Akka typed takes a completely different approach, mirroring most of the untyped API and ultimately offering a completely new API to define your actors behavior. Currently, this implementation sits on top of untyped They are currently actors.
Let me add that I really like Akka Typed and having worked with it for some time lead me to think about how to bring type safety to the rest of Akka.

Akka Typed is not only about a typed ActorRef[A], there’s much more that’s changed and is reason to use Akka Typed, both in general and over Typed Actors. It separates the behavior of your actors from its execution model, making them really easy to test; You can just use a synchronous stub execution model and you get to test just the behavior without concerning yourself about the how-to-test-this-async-thingy. The new behavior API is not just a convoluted PartialFunction[A, Unit] but allows you to split your behavior into nice little pieces and have them composed together. Akka Typed’s getting rid of some old (and bad) habits as well; sender() is gone, as are lifecycle methods that have to be overridden, even the Actor trait itself is gone. It’s messages and behavior all the way down!

Those are all concerns that Typed Actor will never deal with, this is one important difference: Typed Actors is a possibility to add some compile-time checking while Akka Typed is a completely new API. Understandingly, Akka Typed is better at hiding their untyped implementation, nothing in the public API leads to the fact that something like an untyped actor could even exist.
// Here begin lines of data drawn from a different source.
//! OAuth token lifecycle for the upstream provider.
//!
//! One token manager exists per process. Tokens refresh shortly before
//! expiry so no request fails mid-flight, and at most one refresh runs at a
//! time — concurrent callers wait on the critical section and reuse the
//! fresh token.

use std::sync::Arc;
use std::time::{Duration, Instant};

use serde::Deserialize;
use tokio::sync::{Mutex, RwLock};
use tracing::{info, warn};

use crate::domain::{Result, TradeOpsError};

use super::budget::BudgetTracker;

const TOKEN_TTL: Duration = Duration::from_secs(3600);
const REFRESH_TIMEOUT: Duration = Duration::from_secs(30);
const REFRESH_ATTEMPTS: u32 = 3;

/// Plan constraints carried in the token payload; forwarded to the budget
/// tracker as the authoritative call counters.
#[derive(Debug, Clone, Default, Deserialize)]
pub struct PlanConstraints {
    pub credit_points: Option<CreditPoints>,
    pub daily_limit_api: Option<DailyLimitApi>,
}

#[derive(Debug, Clone, Deserialize)]
pub struct CreditPoints {
    pub total_consumed_credits: Option<u64>,
    pub total_alloted_credits: Option<u64>,
}

#[derive(Debug, Clone, Deserialize)]
pub struct DailyLimitApi {
    pub consumed_daily_limit_api: Option<u32>,
    pub daily_limit_api: Option<u32>,
}

#[derive(Debug, Deserialize)]
struct TokenResponse {
    #[serde(rename = "AccessToken")]
    access_token: String,
    #[serde(default)]
    plan_constraints: Option<PlanConstraints>,
}

#[derive(Debug, Default)]
struct TokenState {
    token: Option<String>,
    expires_at: Option<Instant>,
}

impl TokenState {
    fn current(&self, buffer: Duration) -> Option<String> {
        let expires_at = self.expires_at?;
        let token = self.token.as_ref()?;
        if Instant::now() + buffer < expires_at {
            Some(token.clone())
        } else {
            None
        }
    }
}

/// Holds the one access credential for the process.
pub struct TokenManager {
    http: reqwest::Client,
    base_url: String,
    client_id: String,
    client_secret: String,
    refresh_buffer: Duration,
    budget: Arc<BudgetTracker>,
    state: RwLock<TokenState>,
    refresh_lock: Mutex<()>,
}

impl TokenManager {
    pub fn new(
        base_url: impl Into<String>,
        client_id: impl Into<String>,
        client_secret: impl Into<String>,
        refresh_buffer: Duration,
        budget: Arc<BudgetTracker>,
    ) -> Result<Self> {
        let http = reqwest::Client::builder()
            .timeout(REFRESH_TIMEOUT)
            .build()
            .map_err(|e| TradeOpsError::Config(format!("failed to build token client: {e}")))?;

        Ok(Self {
            http,
            base_url: base_url.into(),
            client_id: client_id.into(),
            client_secret: client_secret.into(),
            refresh_buffer,
            budget,
            state: RwLock::new(TokenState::default()),
            refresh_lock: Mutex::new(()),
        })
    }

    /// Return a valid access token, refreshing if necessary.
    pub async fn get_token(&self) -> Result<String> {
        if let Some(token) = self.state.read().await.current(self.refresh_buffer) {
            return Ok(token);
        }

        let _guard = self.refresh_lock.lock().await;
        // Another caller may have refreshed while we waited
        if let Some(token) = self.state.read().await.current(self.refresh_buffer) {
            return Ok(token);
        }

        self.refresh_token().await
    }

    /// Force a refresh on the next `get_token` call.
    pub async fn invalidate(&self) {
        let mut state = self.state.write().await;
        state.token = None;
        state.expires_at = None;
    }

    async fn refresh_token(&self) -> Result<String> {
        info!("Refreshing upstream API token");

        for attempt in 1..=REFRESH_ATTEMPTS {
            match self.request_token().await {
                Ok(response) => {
                    if let Some(constraints) = &response.plan_constraints {
                        self.budget.update_from_token(constraints);
                    }

                    let mut state = self.state.write().await;
                    state.token = Some(response.access_token.clone());
                    state.expires_at = Some(Instant::now() + TOKEN_TTL);

                    info!("Token refreshed successfully");
                    return Ok(response.access_token);
                }
                Err(e) => {
                    warn!(
                        attempt,
                        max_attempts = REFRESH_ATTEMPTS,
                        error = %e,
                        "Token refresh attempt failed"
                    );
                    if attempt < REFRESH_ATTEMPTS {
                        let backoff = Duration::from_secs(1 << attempt);
                        tokio::time::sleep(backoff).await;
                    }
                }
            }
        }

        Err(TradeOpsError::TokenRefreshFailed {
            attempts: REFRESH_ATTEMPTS,
        })
    }

    async fn request_token(&self) -> Result<TokenResponse> {
        let response = self
            .http
            .post(format!("{}/oauth2/token", self.base_url))
            .json(&serde_json::json!({
                "client_id": self.client_id,
                "client_secret": self.client_secret,
            }))
            .send()
            .await?;

        if !response.status().is_success() {
            let status = response.status().as_u16();
            let body = response.text().await.unwrap_or_default();
            return Err(TradeOpsError::UpstreamApi { status, body });
        }

        Ok(response.json::<TokenResponse>().await?)
    }
}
On the other hand, having Akka Typed as a separate module means it is difficult to use the typed API with other modules. Most APIs expect an akka.actor.ActorRef and you can’t get one from a akka-typed actor (well, you can, but it’s dirty). This also applies to things like ActorLogging and Stash.
Typed Actors doesn’t try to prevent you from going untyped and as there is no different runtime representation, it can be easily used with all existing akka modules.
However, if you mix typed/untyped code too much, you run into unhandled messages or maybe even runtime class cast exceptions or match errors (which ought to be bugs then, really).

Typed Actors makes it easy to deal with multiple types of messages, not just one A thanks to its Union type support. Joining multiple behavior requires them to be of the same type, although you can get far with a little bit of type-fu. Basically, you can take advantage of the covariant nature of ActorRef[-A] (in Typed Actors, ActorRef is actually invariant) and create phantom intersection types (A with B) and upcast at tellsite. It is, however, something different whether you as the library user has to know how to fu or I as the library author know so you don’t have to.

Also, Akka Typed is concerned with Java interop, which Typed Actors is not.
Nevertheless, Akka Typed is a – in my opinion – really nice project and its new API is a major improvement over the default Actor. The resulting patterns, like replyTo are a good idea to use with Typed Actors as well.

That concludes the Usage Guide. I guess the only thing left is to go on hAkking!